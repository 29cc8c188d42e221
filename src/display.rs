//! Implements `Display` for the wire types, so they print in `dig` style.
// Refer to https://github.com/tigeli/bind-utils/blob/master/bin/dig/dig.c for reference.

use crate::rr::RRGen;
use crate::types::{Message, Question, Record, Stats};
use chrono::prelude::*;
use std::fmt;

/// Displays this message in a format resembling `dig` output.
impl fmt::Display for Message {
    fn fmt(&self, f: &mut fmt::Formatter) -> fmt::Result {
        self.fmt_header(f)?;

        // ;; OPT PSEUDOSECTION:
        // ; EDNS: version: 0, flags:; udp: 512
        if let Some(e) = &self.extension {
            writeln!(f, ";; OPT PSEUDOSECTION:")?;
            writeln!(
                f,
                "; EDNS: version: {version}, flags:{dnssec}; udp: {payload_size}",
                version = e.version,
                dnssec = if e.dnssec_ok { " do" } else { "" },
                payload_size = e.payload_size,
            )?;
        }

        writeln!(f, ";; QUESTION SECTION:")?;
        for question in &self.questions {
            question.fmt(f)?;
        }
        writeln!(f)?;

        if !self.answers.is_empty() {
            writeln!(f, "; ANSWER SECTION:")?;
            for answer in &self.answers {
                answer.fmt(f)?;
            }
            writeln!(f)?;
        }

        if !self.authoritys.is_empty() {
            writeln!(f, "; AUTHORITY SECTION:")?;
            for rr in &self.authoritys {
                rr.fmt(f)?;
            }
            writeln!(f)?;
        }

        if !self.additionals.is_empty() {
            writeln!(f, "; ADDITIONAL SECTION:")?;
            for rr in &self.additionals {
                rr.fmt(f)?;
            }
            writeln!(f)?;
        }

        if let Some(stats) = &self.stats {
            stats.fmt(f)?;
        }

        writeln!(f)
    }
}

impl Message {
    fn fmt_header(&self, f: &mut fmt::Formatter) -> fmt::Result {
        writeln!(
            f,
            ";; ->>HEADER<<- opcode: {opcode}, status: {rcode}, id: {id}",
            opcode = self.opcode,
            rcode = self.rcode,
            id = self.id,
        )?;

        let mut flags = String::new();

        if self.qr.to_bool() {
            flags.push_str(" qr")
        }
        if self.aa {
            flags.push_str(" aa")
        }
        if self.tc {
            flags.push_str(" tc")
        }
        if self.rd {
            flags.push_str(" rd")
        }
        if self.ra {
            flags.push_str(" ra")
        }
        if self.ad {
            flags.push_str(" ad")
        }
        if self.cd {
            flags.push_str(" cd")
        }

        let ar_count = self.additionals.len() as u16 + self.extension.is_some() as u16;

        writeln!(
            f,
            ";; flags:{flags}; QUERY: {qd_count}, ANSWER: {an_count}, AUTHORITY: {ns_count}, ADDITIONAL: {ar_count}",
            flags = flags,
            qd_count = self.questions.len(),
            an_count = self.answers.len(),
            ns_count = self.authoritys.len(),
            ar_count = ar_count,
        )?;

        writeln!(f)
    }
}

impl fmt::Display for Stats {
    fn fmt(&self, f: &mut fmt::Formatter) -> fmt::Result {
        writeln!(f, ";; Query time: {} msec", self.duration.as_millis())?;
        writeln!(f, ";; SERVER: {}", self.server)?;

        let start: chrono::DateTime<Local> = self.start.into();
        // ;; WHEN: Sat Jun 12 12:14:21 PDT 2021
        writeln!(f, ";; WHEN: {}", start.format("%a %b %-d %H:%M:%S %z %-Y"))?;
        writeln!(
            f,
            ";; MSG SIZE sent: {} rcvd: {}",
            self.request_size, self.response_size
        )
    }
}

impl fmt::Display for Question {
    fn fmt(&self, f: &mut fmt::Formatter) -> fmt::Result {
        writeln!(
            f,
            "; {name:<18}      {class:4} {type:6}",
            name = self.name,
            class = self.class,
            r#type = self.r#type,
        )
    }
}

impl fmt::Display for Record {
    fn fmt(&self, f: &mut fmt::Formatter) -> fmt::Result {
        writeln!(
            f,
            "{name:<20} {ttl:>4} {class:4} {type:6} {rdata}",
            name = self.name,
            ttl = self.ttl.as_secs(),
            class = self.class,
            r#type = self.r#type(),
            rdata = self.rdata,
        )
    }
}

impl fmt::Display for RRGen {
    fn fmt(&self, f: &mut fmt::Formatter<'_>) -> fmt::Result {
        match self {
            RRGen::A(a) => a.ip().fmt(f),
            RRGen::AAAA(aaaa) => aaaa.ip().fmt(f),

            RRGen::NS(ns) => ns.name.fmt(f),
            RRGen::CNAME(cname) => cname.name.fmt(f),
            RRGen::PTR(ptr) => ptr.name.fmt(f),

            RRGen::SOA(soa) => {
                // "ns1.google.com. dns-admin.google.com. 376337657 900 900 1800 60"
                write!(
                    f,
                    "{mname} {rname} {serial} {refresh} {retry} {expire} {minimum}",
                    mname = soa.mname,
                    rname = soa.rname,
                    serial = soa.serial,
                    refresh = soa.refresh,
                    retry = soa.retry,
                    expire = soa.expire,
                    minimum = soa.minimum,
                )
            }

            RRGen::MX(mx) => {
                // "10 aspmx.l.google.com."
                write!(f, "{} {}", mx.preference, mx.exchange)
            }

            RRGen::TXT(txt) => {
                let output = txt
                    .strings
                    .iter()
                    .map(|s| match std::str::from_utf8(s) {
                        Ok(s) => s.replace('"', "\\\""),
                        Err(_) => "invalid".to_string(),
                    })
                    .map(|s| format!("\"{}\"", s))
                    .collect::<Vec<String>>()
                    .join(" ");

                write!(f, "{}", output)
            }

            RRGen::SRV(srv) => {
                // "5 0 389 ldap.google.com."
                write!(f, "{} {} {} {}", srv.priority, srv.weight, srv.port, srv.target)
            }

            RRGen::NAPTR(naptr) => {
                write!(
                    f,
                    "{order} {preference} \"{flags}\" \"{services}\" \"{regexp}\" {replacement}",
                    order = naptr.order,
                    preference = naptr.preference,
                    flags = String::from_utf8_lossy(&naptr.flags),
                    services = String::from_utf8_lossy(&naptr.services),
                    regexp = String::from_utf8_lossy(&naptr.regexp),
                    replacement = naptr.replacement,
                )
            }

            RRGen::RRSIG(rrsig) => {
                write!(
                    f,
                    "{covered} {algorithm} {labels} {ttl} {expiration} {inception} {tag} {signer} <sig>",
                    covered = rrsig.covered_type,
                    algorithm = rrsig.algorithm,
                    labels = rrsig.labels,
                    ttl = rrsig.original_ttl,
                    expiration = rrsig.expiration,
                    inception = rrsig.inception,
                    tag = rrsig.key_tag,
                    signer = rrsig.signer,
                )
            }

            RRGen::Unknown(u) => write!(f, "TYPE{} \\# {}", u.rtype, u.data.len()),
        }
    }
}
● ● ●
▶ _Your instructions_
Show each line from the listing above that includes the word "signer".

▶ _Your solution_
                    "{covered} {algorithm} {labels} {ttl} {expiration} {inception} {tag} {signer} <sig>",
                    signer = rrsig.signer,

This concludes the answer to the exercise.